When my son was 6-7 years old my SB was getting worse and now I suffer from very severe incontience. Doctors said all this was related to child labour. WHAT? 6-7 years later? I don't think so. So to the wonderful world of the internet I did my homework & found that SB and incointience is all related!!! Tried to tell doctors for years that this was the problem but they wouldn't listen... Anyway was sent to the local hospital for treatment and was transferred to a wonderful urology doctor who understand women's incointinece. I explain to her that one of her collugues said that that was related to child labour and even she said "not after all this time, I have found out something, i did my homework and you are a very complex case (tell me something I don't know) and your incontience is all related to your spine - all related to your Spina bifida, I'm no spinal expert but have spoken to doctors that are and they agree with me that all this is all related." Thank goodness I found a doctor (apart from my GP) who agrees with me. I have had different treatments to try and cure my incointience but no cure and now I am waiting for major surgery. Just pray that this works!!!

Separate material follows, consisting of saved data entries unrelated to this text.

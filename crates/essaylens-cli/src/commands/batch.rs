//! The `essaylens batch` command.
//!
//! Scores every essay in a manifest (or a directory of manifests) with
//! bounded parallelism, persists the records, and writes a batch report.

use std::path::PathBuf;
use std::sync::Arc;
use std::time::Instant;

use anyhow::Result;
use comfy_table::{Cell, Table};
use futures::stream::{FuturesUnordered, StreamExt};
use tokio::sync::Semaphore;
use uuid::Uuid;

use essaylens_core::analyzer::analyze;
use essaylens_core::manifest::{self, Batch};
use essaylens_core::model::EssayRecord;
use essaylens_core::report::{BatchReport, BatchSummary, ScoredEssay};
use essaylens_core::statistics::compute_aggregate_stats;
use essaylens_report::html::write_html_report;
use essaylens_store::{EssayStore, JsonStore};

use crate::config::load_config_from;

pub async fn execute(
    manifest_path: PathBuf,
    parallelism: usize,
    output: Option<PathBuf>,
    format: String,
    config_path: Option<PathBuf>,
) -> Result<()> {
    anyhow::ensure!(parallelism >= 1, "parallelism must be at least 1");

    let config = load_config_from(config_path.as_deref())?;
    let output_dir = output.unwrap_or(config.output_dir);

    let batches = if manifest_path.is_dir() {
        manifest::load_manifest_directory(&manifest_path)?
    } else {
        vec![manifest::parse_manifest(&manifest_path)?]
    };
    anyhow::ensure!(!batches.is_empty(), "no manifests found");

    let store = Arc::new(JsonStore::open(&config.data_dir)?);

    for batch in &batches {
        eprintln!(
            "essaylens — scoring {} essays from batch '{}'",
            batch.essays.len(),
            batch.name
        );

        let report = run_batch(batch, parallelism, Arc::clone(&store)).await?;
        print_summary(&report);

        std::fs::create_dir_all(&output_dir)?;
        let timestamp = chrono::Utc::now().format("%Y-%m-%dT%H%M%S");

        let formats: Vec<&str> = if format == "all" {
            vec!["json", "html"]
        } else {
            format.split(',').map(|s| s.trim()).collect()
        };

        for fmt in &formats {
            match *fmt {
                "json" => {
                    let path = output_dir.join(format!("batch-{}-{timestamp}.json", batch.id));
                    report.save_json(&path)?;
                    eprintln!("Report saved to: {}", path.display());
                }
                "html" => {
                    let path = output_dir.join(format!("batch-{}-{timestamp}.html", batch.id));
                    write_html_report(&report, &path)?;
                    eprintln!("HTML report: {}", path.display());
                }
                _ => eprintln!("Unknown format: {fmt}"),
            }
        }
    }

    Ok(())
}

/// Score a batch with bounded parallelism and persist every record.
async fn run_batch(
    batch: &Batch,
    parallelism: usize,
    store: Arc<JsonStore>,
) -> Result<BatchReport> {
    let start = Instant::now();
    let semaphore = Arc::new(Semaphore::new(parallelism));

    let mut futures = FuturesUnordered::new();
    for essay in &batch.essays {
        let essay = essay.clone();
        let goal = essay.goal_or(&batch.default_goal).clone();
        let semaphore = Arc::clone(&semaphore);
        let store = Arc::clone(&store);

        futures.push(async move {
            let _permit = semaphore
                .acquire_owned()
                .await
                .map_err(|_| anyhow::anyhow!("semaphore closed"))?;

            let analysis = analyze(&essay.content, &goal);
            let record = EssayRecord::new(
                essay.content.clone(),
                goal,
                analysis,
                essay.user_id.clone(),
                essay.title.clone(),
            );
            store.save_essay(&record).await?;
            store.record_analysis().await?;

            Ok::<_, anyhow::Error>(ScoredEssay {
                essay_id: essay.id,
                record,
            })
        });
    }

    let mut results = Vec::new();
    while let Some(result) = futures.next().await {
        match result {
            Ok(scored) => results.push(scored),
            Err(e) => tracing::error!("essay failed: {e:#}"),
        }
    }

    // Manifest order, not completion order.
    let order: Vec<&str> = batch.essays.iter().map(|e| e.id.as_str()).collect();
    results.sort_by_key(|r| order.iter().position(|id| *id == r.essay_id));

    let records: Vec<EssayRecord> = results.iter().map(|r| r.record.clone()).collect();
    let aggregate = compute_aggregate_stats(&records);

    Ok(BatchReport {
        id: Uuid::new_v4(),
        created_at: chrono::Utc::now(),
        batch: BatchSummary {
            id: batch.id.clone(),
            name: batch.name.clone(),
            essay_count: batch.essays.len(),
        },
        results,
        aggregate,
        duration_ms: start.elapsed().as_millis() as u64,
    })
}

fn print_summary(report: &BatchReport) {
    let mut table = Table::new();
    table.set_header(vec![
        "Essay",
        "Goal",
        "Words",
        "Clarity",
        "Authenticity",
        "Impact",
        "Overall",
        "Suggestions",
    ]);

    for scored in &report.results {
        let a = &scored.record.analysis;
        table.add_row(vec![
            Cell::new(&scored.essay_id),
            Cell::new(scored.record.goal.to_string()),
            Cell::new(a.word_count),
            Cell::new(a.clarity_score),
            Cell::new(a.authenticity_score),
            Cell::new(a.impact_score),
            Cell::new(a.overall_score),
            Cell::new(a.suggestions.len()),
        ]);
    }

    println!("{table}");
    eprintln!(
        "\nScored {} essays in {}ms (avg overall {:.1})",
        report.aggregate.total_essays, report.duration_ms, report.aggregate.avg_overall
    );
}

On one of the letters that my urology doctor sent me I was shocked in horror to read that (she informed me that no other medical staff have done) and informed me that my SB is caused by a 2" missing vertabra and this does explain the medication (1500mg of morphine daily plus other medication) and the pain I am in.
I informed the urology doctor that she informed me that no other doctor did. I told her "i love you for this, you are honest with me, I just got told 2" hole, but what caused that hole? a disc? something else?" when I informed my son (he is studying sports science @ college he informed me that this is a big bone and does explain the pain and the medication I am on and suffer. BUT despite all the above I try and live life to the full and to the max, I try and walk every day and do my own housework, gardening etc, YES takes me a long time and slowly my life is going down hill BUT I do not let this stop me, I have a strong attutuide, positive outlook on life, you only have one life, LIVE IT FOR THE MAX, have the laughs, I always try and laugh about life as much as i can.
Keep you mind active and strong as much as you can, do this and you'll have a strong and an active life DO NOT LET anything STOP you doing what you want to do, YES Spina Bifida has slowed me down , I can't do certain things anymore but it hasn't robbed my life I treasure it even more.